1.2 数据库分析2024年8月10日使用肿瘤免疫分析数据库(Tumor Immune Estimation Resource, TIMER;http://timer.comp-genomics.org/timer/)、基因表达互作分析数据库(Gene Expression Profiling Interactive Analysis, GEPIA;http://gepia.cancer-pku.cn/)、UALCAN数据库(https://ualcan.path.uab.edu/)、GeneMANIA数据库(https://genemania.org/)和DriverDBv3数据库(http://driverdb.tms.cmu.edu.tw/)分析Piezo1和YAP1在癌症基因组图谱(The Cancer Genome Atlas, TCGA)数据库中的表达谱和临床特征。使用UALCAN网站分析TCGA数据库中泛癌和LIHC中Piezo1和YAP1表达。使用GEPIA数据库分析LIHC中Piezo1和YAP1表达的相关性。TIMER和GEPIA网站分析TCGA数据库中LIHC患者Piezo1和YAP1表达相关性和预后。GeneMANIA数据库分析Piezo1和YAP1的基因和蛋白互作网络。DriverDBv3数据库分析Piezo1和YAP1与TCGA数据库中不同亚型LIHC的关系。
1.3 细胞培养人肝脏肿瘤细胞系HepG2和Hep3B购自武汉普诺赛生命科技有限公司。人高转移性肝癌细胞系MHCC97H购自上海碧云天生物技术股份有限公司。正常人肝细胞MIHA获取自西安交通大学第一附属医院,所有实验符合西安交通大学第一附属医院伦理委员会伦理要求(伦理审批号:LLSBPJ-2024-77)。所有细胞均培养于添加10%胎牛血清和1%青霉素-链霉素的细胞培养液中,在标准细胞培养箱中培养(37℃ 5% CO2)。培养箱底部放置高压灭菌水保持培养箱的湿度。细胞培养的过程中保证细胞密度≤90%,每2~3天更换培养液。待细胞密度达到90%后,用PBS洗去残留培养液,加入胰蛋白酶消化液消化细胞,待细胞悬浮后加入新鲜培养液终止消化,小心吹打皿底的细胞并收集至离心管中。

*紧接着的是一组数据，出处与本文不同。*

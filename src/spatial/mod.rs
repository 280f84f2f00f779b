pub mod algebra;
pub mod spatial_vector;
pub mod transform;
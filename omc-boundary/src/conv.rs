use super::*;
use omc_entities as e;

impl From<&e::candidate::ResolvedCandidate> for Choice {
    fn from(from: &e::candidate::ResolvedCandidate) -> Self {
        Self {
            label: from.label(),
            value: from.value(),
        }
    }
}

impl From<e::candidate::ResolvedCandidate> for Choice {
    fn from(from: e::candidate::ResolvedCandidate) -> Self {
        (&from).into()
    }
}

impl From<e::location::EditField> for Choice {
    fn from(from: e::location::EditField) -> Self {
        Self {
            label: from.label().to_owned(),
            value: from.as_key().to_owned(),
        }
    }
}
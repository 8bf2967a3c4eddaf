use num_derive::{FromPrimitive, ToPrimitive};

use crate::id::UserId;

#[rustfmt::skip]
#[derive(Debug, Default, Clone, Copy, PartialEq, Eq, PartialOrd, Ord, FromPrimitive, ToPrimitive)]
pub enum Role {
    #[default]
    Member    = 0,
    Moderator = 1,
    Admin     = 2,
}

/// The member who triggered an interaction.
#[derive(Debug, Clone, PartialEq, Eq)]
pub struct Actor {
    pub id: UserId,
    pub role: Role,
}

impl Actor {
    pub fn new(id: impl Into<UserId>, role: Role) -> Self {
        Self {
            id: id.into(),
            role,
        }
    }

    pub fn member(id: impl Into<UserId>) -> Self {
        Self::new(id, Role::Member)
    }
}
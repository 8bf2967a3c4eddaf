use std::time::Duration;

use anyhow::Result;
use reqwest::blocking::Client;
use serde::{Deserialize, Serialize};

use omc_core::gateways::name_match::NameMatchGateway;

use crate::{check_status, http_client};

/// Semantic name matching by calling a JSON endpoint.
#[derive(Debug, Clone)]
pub struct HttpNameMatcher {
    url: String,
    api_key: Option<String>,
    client: Client,
}

#[derive(Debug, Serialize)]
struct MatchRequest<'a> {
    query: &'a str,
    candidates: &'a [String],
    limit: usize,
}

#[derive(Debug, Deserialize)]
struct MatchResponse {
    #[serde(default)]
    matches: Vec<String>,
}

impl HttpNameMatcher {
    pub fn new(url: impl Into<String>, api_key: Option<String>, timeout: Duration) -> Result<Self> {
        Ok(Self {
            url: url.into(),
            api_key,
            client: http_client(timeout)?,
        })
    }
}

impl NameMatchGateway for HttpNameMatcher {
    fn closest_names(
        &self,
        query: &str,
        candidates: &[String],
        limit: usize,
    ) -> Result<Vec<String>> {
        if candidates.is_empty() || limit == 0 {
            return Ok(vec![]);
        }
        let mut request = self.client.post(&self.url).json(&MatchRequest {
            query,
            candidates,
            limit,
        });
        if let Some(key) = &self.api_key {
            request = request.bearer_auth(key);
        }
        let MatchResponse { mut matches } = check_status(request.send()?)?.json()?;
        matches.truncate(limit);
        Ok(matches)
    }
}

#[cfg(test)]
mod tests {
    use super::*;

    #[test]
    fn skip_call_without_candidates() {
        let matcher =
            HttpNameMatcher::new("http://127.0.0.1:9/match", None, Duration::from_secs(1)).unwrap();
        assert!(matcher.closest_names("mill", &[], 5).unwrap().is_empty());
        assert!(matcher
            .closest_names("mill", &["Windmill".into()], 5)
            .is_err());
    }

    #[test]
    fn missing_matches_are_empty() {
        let res: MatchResponse = serde_json::from_str("{}").unwrap();
        assert!(res.matches.is_empty());
    }
}
use super::{prelude::*, *};

/// Dismisses a pending request without touching the location store.
pub fn deny_request<R>(
    repo: &R,
    moderator: &Actor,
    message_id: &MessageId,
    justification: &str,
    now: Timestamp,
) -> Result<ChangeRequest>
where
    R: ChangeRequestRepo,
{
    authorize_moderator(moderator)?;
    let comment = non_blank(justification).ok_or(Error::MissingJustification)?;
    let mut request = get_pending_request(repo, message_id)?;
    transition(&mut request, RequestStatus::Dismissed, moderator, now)?;
    request.review_comment = Some(comment.to_owned());
    repo.update_change_request(&request)?;
    log::info!(
        "Dismissed {} request {} by {}",
        request.kind,
        request.id,
        moderator.id
    );
    Ok(request)
}
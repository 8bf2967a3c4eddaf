use std::{ops::Deref, sync::Arc};

use rocket::{
    outcome::try_outcome,
    request::{FromRequest, Outcome},
    Request, State,
};

use super::Backend;

// Owned handle to be moved into blocking worker tasks
#[derive(Clone)]
pub(crate) struct Shared(pub Arc<Backend>);

impl Deref for Shared {
    type Target = Backend;
    fn deref(&self) -> &Self::Target {
        &self.0
    }
}

#[rocket::async_trait]
impl<'r> FromRequest<'r> for Shared {
    type Error = ();

    async fn from_request(request: &'r Request<'_>) -> Outcome<Self, Self::Error> {
        let backend = try_outcome!(request.guard::<&State<Arc<Backend>>>().await);
        Outcome::Success(Self(Arc::clone(backend.inner())))
    }
}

使用离心机1 000 r/min 3 min收集细胞团块,按照需求种植到新的细胞培养板中,或冻存细胞于-80℃冰箱中。
1.4 细胞转染Hep3B和MHCC97H细胞分别分为Piezo1敲低对照组(转染Si-NC)和Piezo1敲低实验组三组(分别转染Si-1、Si-2和Si-3)。细胞进行传代并均匀种在6孔板中,使其隔天处于对数生长期且密度在40%~50%。在1.5 mL离心管中依次加入50 μL无血清培养液,5 μL Transfect-mate转染试剂。另取1个1.5 mL离心管依次加入50 μL无血清培养液和5 μL对应的si-RNA。2个离心管分别混匀静置15 min后,混匀成一管,继续静置15 min。将6孔板中细胞培养液更换成新鲜完全培养液,静置时间结束后将上述转染混合物均匀滴入细胞中,轻轻摇匀放入细胞培养箱中孵育48~72 h后提取RNA和蛋白验证敲低效率,之后重新接种细胞进行增殖和平板克隆试验。
1.5 提取RNA利用购自上海飞捷生物技术有限公司的RNA快速提取试剂盒(Fast 200)提取RNA。所有操作在冰上进行以减少RNA的降解。用4℃预冷的PBS洗涤细胞后每孔加入500 μL的试剂盒RA2液,静置1 min,待细胞充分裂解。将细胞裂解物全部吸入内套管中,13 000 r/min高速离心1 min。弃掉外套管中的液体后重新加入500 μL洗涤液,13 000 r/min再次离心1 min,重复洗涤步骤。弃掉外套管中的液体后,不加洗液空转13 000 r/min再次离心1 min。将内套管放入新的无酶EP管中,在内套管吸附膜中间加入30 μL的溶解液,静置1 min后继续13 000 r/min离心1 min,获得细胞总RNA。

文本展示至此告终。